Pero el comisionado de la Policía neozelandesa, Mike Bush, se ha negado a identificar al atacante, al limitarse a decir que «tiene casi treinta años y comparecerá ante los tribunales mañana» para responder a cargos por asesinato por cada una de las víctimas.

Las autoridades no han dado información sobre el tiroteo en Linwood e incluso Bush, al ser preguntado si una persona es responsable de los dos ataques, se limitó a decir: «Una persona ha sido acusada y no sería apropiado dar detalles ahora».

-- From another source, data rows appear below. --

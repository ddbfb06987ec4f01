//! Side effect descriptions and their executor.
//!
//! Effects are values. A reducer returns them; nothing happens until the shell
//! hands them to [`execute`] after the state change has been committed.

use futures::future::{BoxFuture, FutureExt, join_all};
use std::future::Future;
use std::pin::Pin;

/// Describes a side effect to run after a state change commits.
///
/// # Type Parameters
///
/// - `Action`: the action type an effect may feed back into the reducer
pub enum Effect<Action> {
    /// No-op effect
    None,

    /// Run effects concurrently
    Parallel(Vec<Effect<Action>>),

    /// Run effects one after another, in order
    Sequential(Vec<Effect<Action>>),

    /// Arbitrary async computation.
    ///
    /// Resolves to `Some(action)` when the outcome should be fed back.
    Future(Pin<Box<dyn Future<Output = Option<Action>> + Send>>),
}

// Future has no Debug impl, so this one is written by hand.
impl<Action> std::fmt::Debug for Effect<Action>
where
    Action: std::fmt::Debug,
{
    fn fmt(&self, f: &mut std::fmt::Formatter<'_>) -> std::fmt::Result {
        match self {
            Effect::None => write!(f, "Effect::None"),
            Effect::Parallel(effects) => f.debug_tuple("Effect::Parallel").field(effects).finish(),
            Effect::Sequential(effects) => {
                f.debug_tuple("Effect::Sequential").field(effects).finish()
            },
            Effect::Future(_) => write!(f, "Effect::Future(<future>)"),
        }
    }
}

impl<Action> Effect<Action> {
    /// Combine effects to run in parallel
    #[must_use]
    pub const fn merge(effects: Vec<Effect<Action>>) -> Effect<Action> {
        Effect::Parallel(effects)
    }

    /// Chain effects to run sequentially
    #[must_use]
    pub const fn chain(effects: Vec<Effect<Action>>) -> Effect<Action> {
        Effect::Sequential(effects)
    }

    /// Returns `true` if running this effect can never do anything.
    #[must_use]
    pub fn is_noop(&self) -> bool {
        match self {
            Effect::None => true,
            Effect::Parallel(effects) | Effect::Sequential(effects) => {
                effects.iter().all(Effect::is_noop)
            },
            Effect::Future(_) => false,
        }
    }
}

/// Run a batch of effects in the order they were returned.
///
/// Resolves to every action the effects fed back, in completion order. The
/// caller decides whether those are dispatched again or only logged.
pub async fn execute<Action, I>(effects: I) -> Vec<Action>
where
    Action: Send + 'static,
    I: IntoIterator<Item = Effect<Action>>,
{
    let mut feedback = Vec::new();
    for effect in effects {
        feedback.extend(run(effect).await);
    }
    feedback
}

fn run<Action>(effect: Effect<Action>) -> BoxFuture<'static, Vec<Action>>
where
    Action: Send + 'static,
{
    async move {
        match effect {
            Effect::None => Vec::new(),
            Effect::Future(future) => future.await.into_iter().collect(),
            Effect::Sequential(effects) => {
                let mut feedback = Vec::new();
                for effect in effects {
                    feedback.extend(run(effect).await);
                }
                feedback
            },
            Effect::Parallel(effects) => join_all(effects.into_iter().map(run))
                .await
                .into_iter()
                .flatten()
                .collect(),
        }
    }
    .boxed()
}

/// Create an `Effect::Future` from an async block
///
/// ```rust,ignore
/// use seatkeeper_core::async_effect;
///
/// async_effect! {
///     notifier.notify(&event).await;
///     None
/// }
/// ```
#[macro_export]
macro_rules! async_effect {
    ($($body:tt)*) => {
        $crate::effect::Effect::Future(
            ::std::boxed::Box::pin(async move { $($body)* })
        )
    };
}

#[cfg(test)]
mod tests {
    use super::*;
    use std::sync::Arc;
    use std::sync::atomic::{AtomicUsize, Ordering};

    #[derive(Clone, Debug, PartialEq)]
    enum TestAction {
        Done(u32),
    }

    #[tokio::test]
    async fn test_execute_collects_feedback_in_order() {
        let effects = vec![
            crate::async_effect! { Some(TestAction::Done(1)) },
            Effect::None,
            Effect::chain(vec![
                crate::async_effect! { Some(TestAction::Done(2)) },
                crate::async_effect! { None },
                crate::async_effect! { Some(TestAction::Done(3)) },
            ]),
        ];

        let feedback = execute(effects).await;
        assert_eq!(
            feedback,
            vec![TestAction::Done(1), TestAction::Done(2), TestAction::Done(3)]
        );
    }

    #[tokio::test]
    async fn test_parallel_runs_every_branch() {
        let counter = Arc::new(AtomicUsize::new(0));
        let branches = (0..5)
            .map(|_| {
                let counter = Arc::clone(&counter);
                crate::async_effect! {
                    counter.fetch_add(1, Ordering::SeqCst);
                    None::<TestAction>
                }
            })
            .collect();

        let feedback = execute([Effect::merge(branches)]).await;
        assert!(feedback.is_empty());
        assert_eq!(counter.load(Ordering::SeqCst), 5);
    }

    #[test]
    fn test_is_noop() {
        assert!(Effect::<TestAction>::None.is_noop());
        assert!(Effect::<TestAction>::chain(vec![Effect::None, Effect::merge(vec![])]).is_noop());
        assert!(!crate::async_effect! { None::<TestAction> }.is_noop());
    }
}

Lo que sí se ha confirmado es la detención de cuatro personas armadas, tres de ellas presuntamente vinculadas al ataque, que incluye al australiano, y otra que fue puesta en libertad. Ninguna de estas personas estaba en la lista de sospechosos de Nueva Zelanda.

EFE

EFE

La Policía ha encontrado armas de fuego en las mezquitas y dos explosivos en dos vehículos vinculados a los ataques, uno de los cuales ha sido desactivado.

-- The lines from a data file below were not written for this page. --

//! PostgreSQL store.
//!
//! # Concurrency
//!
//! - Admission locks the event row (`SELECT ... FOR UPDATE`), so admissions
//!   for one event are serialized; the ledger figures it reads are current.
//!   Category `sold` moves through a conditional `UPDATE` that refuses to
//!   pass capacity, and the partial unique index `bookings_element_exclusive`
//!   backs element exclusivity.
//! - Lifecycle updates lock the booking row for the duration of the closure.
//! - Waitlist updates take `pg_advisory_xact_lock(hashtext(scope_key))`.
//! - Usage redemption locks the credential row and increments conditionally.
//!
//! # Example
//!
//! ```no_run
//! use seatkeeper::store::PostgresStore;
//! use sqlx::PgPool;
//!
//! # async fn example() -> Result<(), Box<dyn std::error::Error>> {
//! let pool = PgPool::connect("postgres://localhost/seatkeeper").await?;
//! let store = PostgresStore::new(pool);
//! store.migrate().await?;
//! # Ok(())
//! # }
//! ```

use super::{Admission, BookingStore};
use crate::availability::{AdmissionRequest, Availability, AvailabilityChecker};
use crate::error::{BookingError, Result};
use crate::ledger::{self, LedgerSnapshot};
use crate::query::{BookingQuery, Page};
use crate::types::{
    Booking, BookingId, CancelToken, Category, CategoryId, ConfirmationCode, CredentialId,
    Customer, ElementId, Event, EventId, FloorPlanElement, FloorPlanId, Money, UsageCredential,
    UsageRecord, UserId, WaitlistEntry, WaitlistEntryId, WaitlistScope,
};
use chrono::{DateTime, Utc};
use sqlx::{PgConnection, PgPool, Postgres, QueryBuilder};
use std::collections::HashMap;
use std::fmt::Display;
use std::str::FromStr;
use uuid::Uuid;

// ============================================================================
// Row mapping
// ============================================================================

const EVENT_COLUMNS: &str = "id, name, starts_at, capacity, auto_confirm, waitlist_enabled";

const CATEGORY_COLUMNS: &str = "id, event_id, name, price_cents, currency, capacity, sold, \
     sale_starts_at, sale_ends_at, zone";

const ELEMENT_COLUMNS: &str = "id, floor_plan_id, event_id, label, kind, seats";

const BOOKING_COLUMNS: &str = "id, event_id, user_id, kind, subtype, element_id, element_label, \
     category_id, price_cents, currency, payment_status, status, quantity, guests, \
     customer_name, customer_email, customer_phone, customer_notes, internal_notes, payload, \
     confirmation_code, cancel_token, cancel_token_expires_at, checked_in_at, checked_in_by, \
     created_at, updated_at";

const WAITLIST_COLUMNS: &str = "id, event_id, category_id, element_id, user_id, customer_name, \
     customer_email, customer_phone, quantity, status, position, notified_at, expires_at, \
     converted_booking_id, created_at, updated_at";

const CREDENTIAL_COLUMNS: &str = "id, kind, code, usage_limit, per_user_limit, used, active";

fn count(value: i64) -> u32 {
    u32::try_from(value.max(0)).unwrap_or(u32::MAX)
}

fn cents(value: i64) -> Money {
    Money::from_cents(u64::try_from(value.max(0)).unwrap_or(0))
}

fn money_column(money: Money) -> i64 {
    i64::try_from(money.cents()).unwrap_or(i64::MAX)
}

fn parse_column<T>(column: &'static str, value: &str) -> Result<T>
where
    T: FromStr,
    T::Err: Display,
{
    value
        .parse()
        .map_err(|e| BookingError::Storage(format!("Corrupt {column} column: {e}")))
}

fn db(context: &'static str) -> impl FnOnce(sqlx::Error) -> BookingError {
    move |error| {
        tracing::error!(%error, context, "Database operation failed");
        BookingError::Storage(format!("Failed to {context}: {error}"))
    }
}

fn constraint_of(error: &sqlx::Error) -> Option<&str> {
    match error {
        sqlx::Error::Database(db_err) => db_err.constraint(),
        _ => None,
    }
}

#[derive(sqlx::FromRow)]
struct EventRow {
    id: Uuid,
    name: String,
    starts_at: Option<DateTime<Utc>>,
    capacity: Option<i64>,
    auto_confirm: bool,
    waitlist_enabled: bool,
}

impl From<EventRow> for Event {
    fn from(row: EventRow) -> Self {
        Self {
            id: EventId::from_uuid(row.id),
            name: row.name,
            starts_at: row.starts_at,
            capacity: row.capacity.map(count),
            auto_confirm: row.auto_confirm,
            waitlist_enabled: row.waitlist_enabled,
        }
    }
}

#[derive(sqlx::FromRow)]
struct CategoryRow {
    id: Uuid,
    event_id: Uuid,
    name: String,
    price_cents: i64,
    currency: String,
    capacity: Option<i64>,
    sold: i64,
    sale_starts_at: Option<DateTime<Utc>>,
    sale_ends_at: Option<DateTime<Utc>>,
    zone: Option<String>,
}

impl From<CategoryRow> for Category {
    fn from(row: CategoryRow) -> Self {
        Self {
            id: CategoryId::from_uuid(row.id),
            event_id: EventId::from_uuid(row.event_id),
            name: row.name,
            price: cents(row.price_cents),
            currency: row.currency,
            capacity: row.capacity.map(count),
            sold: count(row.sold),
            sale_starts_at: row.sale_starts_at,
            sale_ends_at: row.sale_ends_at,
            zone: row.zone,
        }
    }
}

#[derive(sqlx::FromRow)]
struct ElementRow {
    id: Uuid,
    floor_plan_id: Uuid,
    event_id: Uuid,
    label: String,
    kind: String,
    seats: i64,
}

impl TryFrom<ElementRow> for FloorPlanElement {
    type Error = BookingError;

    fn try_from(row: ElementRow) -> Result<Self> {
        Ok(Self {
            id: ElementId::from_uuid(row.id),
            floor_plan_id: FloorPlanId::from_uuid(row.floor_plan_id),
            event_id: EventId::from_uuid(row.event_id),
            label: row.label,
            kind: parse_column("kind", &row.kind)?,
            seats: count(row.seats),
        })
    }
}

#[derive(sqlx::FromRow)]
struct BookingRow {
    id: Uuid,
    event_id: Uuid,
    user_id: Option<Uuid>,
    kind: String,
    subtype: Option<String>,
    element_id: Option<Uuid>,
    element_label: Option<String>,
    category_id: Option<Uuid>,
    price_cents: i64,
    currency: String,
    payment_status: String,
    status: String,
    quantity: i64,
    guests: i64,
    customer_name: String,
    customer_email: String,
    customer_phone: Option<String>,
    customer_notes: Option<String>,
    internal_notes: Option<String>,
    payload: serde_json::Value,
    confirmation_code: String,
    cancel_token: String,
    cancel_token_expires_at: DateTime<Utc>,
    checked_in_at: Option<DateTime<Utc>>,
    checked_in_by: Option<String>,
    created_at: DateTime<Utc>,
    updated_at: DateTime<Utc>,
}

impl TryFrom<BookingRow> for Booking {
    type Error = BookingError;

    fn try_from(row: BookingRow) -> Result<Self> {
        Ok(Self {
            id: BookingId::from_uuid(row.id),
            event_id: EventId::from_uuid(row.event_id),
            user_id: row.user_id.map(UserId::from_uuid),
            kind: parse_column("kind", &row.kind)?,
            subtype: row.subtype,
            element_id: row.element_id.map(ElementId::from_uuid),
            element_label: row.element_label,
            category_id: row.category_id.map(CategoryId::from_uuid),
            price: cents(row.price_cents),
            currency: row.currency,
            payment_status: parse_column("payment_status", &row.payment_status)?,
            status: parse_column("status", &row.status)?,
            quantity: count(row.quantity),
            guests: count(row.guests),
            customer: Customer {
                name: row.customer_name,
                email: row.customer_email,
                phone: row.customer_phone,
            },
            customer_notes: row.customer_notes,
            internal_notes: row.internal_notes,
            payload: row.payload,
            confirmation_code: ConfirmationCode::new(row.confirmation_code),
            cancel_token: CancelToken::new(row.cancel_token),
            cancel_token_expires_at: row.cancel_token_expires_at,
            checked_in_at: row.checked_in_at,
            checked_in_by: row.checked_in_by,
            created_at: row.created_at,
            updated_at: row.updated_at,
        })
    }
}

#[derive(sqlx::FromRow)]
struct WaitlistRow {
    id: Uuid,
    event_id: Uuid,
    category_id: Option<Uuid>,
    element_id: Option<Uuid>,
    user_id: Option<Uuid>,
    customer_name: String,
    customer_email: String,
    customer_phone: Option<String>,
    quantity: i64,
    status: String,
    position: i64,
    notified_at: Option<DateTime<Utc>>,
    expires_at: Option<DateTime<Utc>>,
    converted_booking_id: Option<Uuid>,
    created_at: DateTime<Utc>,
    updated_at: DateTime<Utc>,
}

impl TryFrom<WaitlistRow> for WaitlistEntry {
    type Error = BookingError;

    fn try_from(row: WaitlistRow) -> Result<Self> {
        Ok(Self {
            id: WaitlistEntryId::from_uuid(row.id),
            event_id: EventId::from_uuid(row.event_id),
            category_id: row.category_id.map(CategoryId::from_uuid),
            element_id: row.element_id.map(ElementId::from_uuid),
            user_id: row.user_id.map(UserId::from_uuid),
            customer: Customer {
                name: row.customer_name,
                email: row.customer_email,
                phone: row.customer_phone,
            },
            quantity: count(row.quantity),
            status: parse_column("status", &row.status)?,
            position: count(row.position),
            notified_at: row.notified_at,
            expires_at: row.expires_at,
            converted_booking_id: row.converted_booking_id.map(BookingId::from_uuid),
            created_at: row.created_at,
            updated_at: row.updated_at,
        })
    }
}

Tras los tiroteos, la apacible ciudad de Christchurch, que quedó devastada e 2011 por un poderoso terremoto que mató a 185 personas, quedó temporalmente bajo una orden de confinamiento, a la vez que se elevó la alerta de seguridad de baja a alta en todo el país.

Ahora ya «no hay otras amenazas desde que respondimos a estos incidentes», ha afirmado Bush por la noche, al referirse a estos ataques que se presumen motivados por ideas supremacistas blancas. La jefa del Ejecutvio dijo que su país fue blanco de estos ataques por sus valores de tolerancia, multiculturalidad y respeto hacia los demás.

Representamos la diversidad y la compasión, un hogar para aquellos que comparten nuestros valores, un refugio para aquellos que lo necesitan. Y esos valores no serán vapuleados por estos ataques

«Representamos la diversidad y la compasión, un hogar para aquellos que comparten nuestros valores, un refugio para aquellos que lo necesitan. Y esos valores no serán vapuleados por estos ataques. Somos una nación orgullosa de más de 200 orígenes étnicos y 160 lenguas», ha enfatizado la mandataria.

En medio del horror y las condenas internacionales, entre ellas las del presidente del gobierno español, Pedro Sánchez, Christchurch anochece de luto tras el «día más sombrío» desde 1943, cuando 48 japoneses murieron en un motín en un campo de prisioneros de guerra.